CUMBERLAND CONTRACTING COMPANY v. CoffeyAnnotate this Case
405 S.W.2d 553 (1966)
CUMBERLAND CONTRACTING COMPANY, Appellant, v. Loraine COFFEY, Appellee.
Court of Appeals of Kentucky.
July 1, 1966.
*554 Bruce H. Phillips, Monticello, for appellant.
R. B. Bertram, E. G. Bertram, Jr., Bertram & Bertram, Monticello, for appellee.
C. WARREN EATON, Special Commissioner.
The appellee, owner of oil and gas rights in 410 acres of land in Wayne County, brought this action to cancel an oil and gas lease and to recover damages against the lessee. The lower court entered judgment ordering cancellation of the lease but denied the owner damages. The appeal is from that portion of the judgment cancelling the lease.
The lease was executed in November, 1945, for a period of five years with a provision for it to continue "as long thereafter as oil or gas or either of them is produced from said land by the lessee." The appellant, Cumberland Contracting Company, became owner of the lease by assignment in May, 1951. At the time three wells had been drilled on the leasehold and were producing. In 1953 the appellant drilled a fourth well which proved to be nonproductive. Immediately thereafter all of the drilling equipment was removed and two of the three producing wells plugged. Only the remaining well has been pumped for oil since 1953.
The evidence discloses that there has been no actual profitable production since 1953 from the one remaining well. This well has been pumped approximately two hours each week and has produced perhaps one and a half barrels of oil per pumping.
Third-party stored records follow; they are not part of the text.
mod connection_lifecycle;
mod live_session;

use async_trait::async_trait;
use std::collections::HashSet;
use std::sync::Arc;
use std::sync::atomic::{AtomicUsize, Ordering};

use crate::core::fleet::Fleet;
use crate::core::store::{NewServer, PersistenceGateway, Server, SqliteStore};
use crate::core::tasks::TaskRunner;
use crate::core::transport::{Transport, TransportError};

/// Transport double that counts sessions and fails on demand.
#[derive(Default)]
pub(super) struct ScriptedTransport {
    opens: AtomicUsize,
    closes: AtomicUsize,
    failing_opens: AtomicUsize,
    failing_closes: AtomicUsize,
    failing_executes: AtomicUsize,
    failing_probes: AtomicUsize,
    broken_commands: std::sync::Mutex<HashSet<String>>,
    executed: std::sync::Mutex<Vec<String>>,
}

fn take_one(counter: &AtomicUsize) -> bool {
    counter
        .fetch_update(Ordering::SeqCst, Ordering::SeqCst, |n| n.checked_sub(1))
        .is_ok()
}

impl ScriptedTransport {
    pub(super) fn opens(&self) -> usize {
        self.opens.load(Ordering::SeqCst)
    }

    pub(super) fn closes(&self) -> usize {
        self.closes.load(Ordering::SeqCst)
    }

    pub(super) fn fail_next_opens(&self, n: usize) {
        self.failing_opens.store(n, Ordering::SeqCst);
    }

    pub(super) fn fail_next_closes(&self, n: usize) {
        self.failing_closes.store(n, Ordering::SeqCst);
    }

    pub(super) fn fail_next_executes(&self, n: usize) {
        self.failing_executes.store(n, Ordering::SeqCst);
    }

    pub(super) fn fail_next_probes(&self, n: usize) {
        self.failing_probes.store(n, Ordering::SeqCst);
    }

    /// `command` fails on every attempt.
    pub(super) fn break_command(&self, command: &str) {
        self.broken_commands
            .lock()
            .unwrap()
            .insert(command.to_string());
    }

    /// Every command that reached `execute`, in call order.
    pub(super) fn executed(&self) -> Vec<String> {
        self.executed.lock().unwrap().clone()
    }
}

#[async_trait]
impl Transport for ScriptedTransport {
    async fn open(&self, server: &Server) -> Result<String, TransportError> {
        if take_one(&self.failing_opens) {
            return Err(TransportError::Connect(format!(
                "{}:{} refused the connection",
                server.host, server.port
            )));
        }
        let n = self.opens.fetch_add(1, Ordering::SeqCst) + 1;
        Ok(format!("session-{}-{}", server.id, n))
    }

    async fn close(&self, _server: &Server, _connection_id: &str) -> Result<(), TransportError> {
        self.closes.fetch_add(1, Ordering::SeqCst);
        if take_one(&self.failing_closes) {
            return Err(TransportError::Closed);
        }
        Ok(())
    }

    async fn execute(
        &self,
        _server: &Server,
        _connection_id: &str,
        command: &str,
    ) -> Result<String, TransportError> {
        self.executed.lock().unwrap().push(command.to_string());
        if self.broken_commands.lock().unwrap().contains(command) || take_one(&self.failing_executes)
        {
            return Err(TransportError::Command(format!("{command}: broken pipe")));
        }
        Ok(format!("ran {command}"))
    }

    async fn probe(&self, _server: &Server, _connection_id: &str) -> Result<(), TransportError> {
        if take_one(&self.failing_probes) {
            return Err(TransportError::Connect("probe timed out".to_string()));
        }
        Ok(())
    }
}

pub(super) struct Harness {
    pub fleet: Fleet,
    pub runner: TaskRunner,
    pub transport: Arc<ScriptedTransport>,
}

pub(super) fn harness() -> Harness {
    harness_with_queue(64)
}

pub(super) fn harness_with_queue(queue_capacity: usize) -> Harness {
    let store: Arc<dyn PersistenceGateway> =
        Arc::new(SqliteStore::open_in_memory().expect("in-memory store"));
    let transport = Arc::new(ScriptedTransport::default());
    let (fleet, runner) = Fleet::new(store, transport.clone(), 100, queue_capacity);
    Harness {
        fleet,
        runner,
        transport,
    }
}

pub(super) async fn add_server(fleet: &Fleet, name: &str, server_type: &str) -> Server {
    fleet
        .create_server(&NewServer {
            name: name.to_string(),
            host: "10.0.0.1".to_string(),
            port: 5432,
            server_type: server_type.to_string(),
            api_key: None,
        })
        .await
        .expect("create server")
}

/// `connected` and `connection_id` must agree on every record.
pub(super) async fn assert_token_invariant(fleet: &Fleet) {
    for server in fleet.list_servers(0, None).await.expect("list servers") {
        assert_eq!(
            server.connected,
            server.connection_id.is_some(),
            "server {} has connected={} but connection_id={:?}",
            server.name,
            server.connected,
            server.connection_id
        );
    }
}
For the 23 months prior to the commencement of the action appellee received as royalties the token sum of $19.79, less than one dollar per month rental. Appellee gave the appellant due notice more than a year prior to the commencement of this action that the lease would be cancelled unless it was further developed. No action was taken by the appellant and there was no increased production. Indications are that further drilling would not be profitable since there has been no new drilling in the area within recent years. Appellant's proof indicates there is a possibility of additional profitable production provided a new secondary method of production, now under *555 consideration, proves successful. No secondary recovery has been attempted and the proof indicates that it would be as long as three years perhaps before there could be a determination on the subject of secondary development by the appellant.
The evidence indicates that the oil produced for the years since 1953 was not sufficient to pay appellant's operating costs. Appellant does have a substantial investment in the lease, considering the previous drilling and development. The substantial investment is one of the considerations urged by the appellant as a reason why the lease should not be cancelled.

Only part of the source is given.